Docker-compose is used to deploy multiple instances of the producer. Note that the compose service uses the same docker network (kafkanet) so that it can use kafka:9092 as the bootstrap server address. The OFFSET_STR environment variable is used to override the fetch offset. 

# offset-seeking/compose-consumer.yml

version: “3”

services:
  consumer:
    image: bitnami/python:3.9
    command: “sh -c ‘pip install -r requirements.txt && python consumer.py'”
    networks:
      – kafkanet
    environment:
      TOPICS: orders
      GROUP_ID: orders-group
      BOOTSTRAP_SERVERS: kafka:9092
      OFFSET_STR: “2023-01-06T19:00:00”
      TZ: Australia/Sydney
    volumes:
      – .:/app

networks:
  kafkanet:
    external: true
    name: kafka-network

We can start two consumer instances by scaling the consumer service number to 2. 

# start 2 instances of kafka consumer
$ docker-compose -f compose-consumer.yml up -d –scale consumer=2

Soon after the instances start to poll messages, we can see that their fetch offsets are updated as the current offset values are much higher than 0.

We can check logs of the consumer instances in order to check their behaviour further. Below shows the logs of one of the instances. 

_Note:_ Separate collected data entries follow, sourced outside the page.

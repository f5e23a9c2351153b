use crate::cli::ProtocolArgs;
use crate::commands::{format_markers, load_config};
use crate::exit_codes;
use crate::output;
use eeg_sync::{MarkerCode, PhaseTable};
use serde::Serialize;

#[derive(Serialize)]
struct PhaseRow {
    position: usize,
    phase: String,
    duration_secs: f64,
    message: String,
    song: Option<String>,
    start_marker: MarkerCode,
    end_marker: Option<MarkerCode>,
}

#[derive(Serialize)]
struct ProtocolOutput {
    phases: Vec<PhaseRow>,
    transition_gap_secs: f64,
    nominal_duration_secs: f64,
    expected_markers: Vec<MarkerCode>,
}

pub fn execute(args: ProtocolArgs) -> i32 {
    let mut config = match load_config(args.config.as_deref()) {
        Ok(config) => config,
        Err(e) => {
            eprintln!("Error: {}", e);
            return exit_codes::INPUT_ERROR;
        }
    };
    args.protocol.apply(&mut config.protocol);
    if let Err(e) = config.protocol.validate() {
        eprintln!("Error: {}", e);
        return exit_codes::INPUT_ERROR;
    }

    let table = PhaseTable::from_config(&config.protocol);
    let summary = ProtocolOutput {
        phases: table
            .phases()
            .iter()
            .enumerate()
            .map(|(position, spec)| PhaseRow {
                position,
                phase: spec.phase.to_string(),
                duration_secs: spec.duration.as_secs_f64(),
                message: spec.message.clone(),
                song: spec
                    .song
                    .as_ref()
                    .and_then(|song| song.path.as_ref())
                    .map(|path| path.display().to_string()),
                start_marker: spec.phase.start_marker(),
                end_marker: spec.phase.end_marker(),
            })
            .collect(),
        transition_gap_secs: table.transition_gap().as_secs_f64(),
        nominal_duration_secs: table.nominal_duration().as_secs_f64(),
        expected_markers: table.expected_markers(),
    };

    if args.json {
        return match output::print_json(&summary) {
            Ok(()) => exit_codes::SUCCESS,
            Err(code) => code,
        };
    }

    println!(
        "{:>3}  {:<20} {:>9}  {:<7}  {}",
        "#", "Phase", "Duration", "Markers", "Message"
    );
    println!("{}", "-".repeat(64));
    for row in &summary.phases {
        let markers = match row.end_marker {
            Some(end) => format!("{}/{}", row.start_marker, end),
            None => row.start_marker.to_string(),
        };
        println!(
            "{:>3}  {:<20} {:>8.1}s  {:<7}  {}",
            row.position, row.phase, row.duration_secs, markers, row.message
        );
    }
    println!();
    println!("Transition gap: {:.1}s", summary.transition_gap_secs);
    println!("Nominal duration: {:.1}s", summary.nominal_duration_secs);
    println!(
        "Expected markers: {}",
        format_markers(&summary.expected_markers)
    );

    exit_codes::SUCCESS
}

# check logs of consumer instance 1
$ docker logs offset-seeking-consumer-1

We see that the partition 1 is assigned to this instance. The offset 901 is taken to override and the message timestamp of that message is 2023-01-06T19:20:16.107000, which is later than the OFFSET_STR environment value.

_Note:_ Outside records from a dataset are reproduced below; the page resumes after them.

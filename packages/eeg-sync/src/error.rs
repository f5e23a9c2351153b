// Error types for acquisition, buffering, protocol and persistence
//
// Every failure the session can meet maps onto one of these enums. Device and
// acquisition errors end the session (whatever was captured is still saved),
// native marker failures are only logged, and persistence errors are collected
// per export format so one failing file never prevents the other.

use thiserror::Error;

/// Errors raised by an EEG device driver
#[derive(Debug, Clone, Error, PartialEq)]
pub enum DeviceError {
    /// The device is gone (disconnect, power loss, session released)
    #[error("Device connection error: {0}")]
    Connection(String),

    /// A read failed but the link is still up; worth retrying
    #[error("Transient device read error: {0}")]
    Transient(String),

    /// The driver refused to tag its native marker channel
    #[error("Device rejected marker {code}: {reason}")]
    MarkerRejected { code: u8, reason: String },

    #[error("Device stream is not running")]
    NotStreaming,
}

impl DeviceError {
    pub fn is_transient(&self) -> bool {
        matches!(self, DeviceError::Transient(_))
    }
}

/// Errors reported by the sample buffer on capacity or consistency violations
#[derive(Debug, Clone, Error, PartialEq)]
pub enum BufferError {
    #[error("Buffer full: capacity of {capacity} samples reached")]
    Full { capacity: usize },

    #[error("Sample has {got} channels, buffer expects {expected}")]
    ChannelMismatch { expected: usize, got: usize },

    #[error("Marker index {index} is beyond the next sample index {next}")]
    MarkerOutOfRange { index: u64, next: u64 },

    #[error("Buffer is sealed, no further samples accepted")]
    Sealed,

    #[error("Buffer must be sealed before it can be drained")]
    NotSealed,

    #[error("Buffer has already been drained")]
    AlreadyDrained,
}

/// Errors that end the acquisition loop
#[derive(Debug, Clone, Error, PartialEq)]
pub enum AcquisitionError {
    #[error("Acquisition failed: {0}")]
    Device(#[from] DeviceError),

    #[error("Acquisition failed after {attempts} read attempts: {last}")]
    RetriesExhausted { attempts: u32, last: DeviceError },

    #[error("Acquisition failed: {0}")]
    Buffer(#[from] BufferError),

    #[error("Acquisition loop already started")]
    AlreadyStarted,

    #[error("Acquisition task ended abnormally: {0}")]
    Task(String),
}

/// Errors produced while writing or reading a persisted session
#[derive(Debug, Error)]
pub enum PersistError {
    #[error("IO error: {0}")]
    Io(#[from] std::io::Error),

    #[error("CSV error: {0}")]
    Csv(#[from] csv::Error),

    #[error("Invalid data: {0}")]
    InvalidData(String),

    #[error("Format error: {0}")]
    Format(String),

    #[error("Buffer error: {0}")]
    Buffer(#[from] BufferError),
}

/// Invalid experiment configuration
#[derive(Debug, Error)]
pub enum ConfigError {
    #[error("Invalid configuration: {0}")]
    Invalid(String),

    #[error("Song file not found: {0}")]
    SongMissing(String),

    #[error("Failed to read configuration: {0}")]
    Io(#[from] std::io::Error),

    #[error("Failed to parse configuration: {0}")]
    Parse(#[from] serde_json::Error),
}

/// Top-level errors that prevent an experiment from running at all
#[derive(Debug, Error)]
pub enum ExperimentError {
    #[error(transparent)]
    Config(#[from] ConfigError),

    #[error(transparent)]
    Acquisition(#[from] AcquisitionError),

    #[error("Experiment already ran for this controller")]
    AlreadyRan,
}

pub type DeviceResult<T> = Result<T, DeviceError>;
pub type BufferResult<T> = Result<T, BufferError>;
pub type PersistResult<T> = Result<T, PersistError>;
pub type ConfigResult<T> = Result<T, ConfigError>;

We can also check that the correct offset is obtained as the message timestamp of offset 900 is earlier than the OFFSET_STR value.

Summary

In this post, we discussed how to configure Kafka consumers to seek offsets by timestamp. A single node Kafka cluster was created using docker compose and a Kafka producer was used to send fake order messages. While subscribing to the orders topic, the consumer registered a custom consumer rebalance listener that overrides the fetch offsets by timestamp. Two consumer instances were deployed using docker compose and their behaviour was analysed in detail.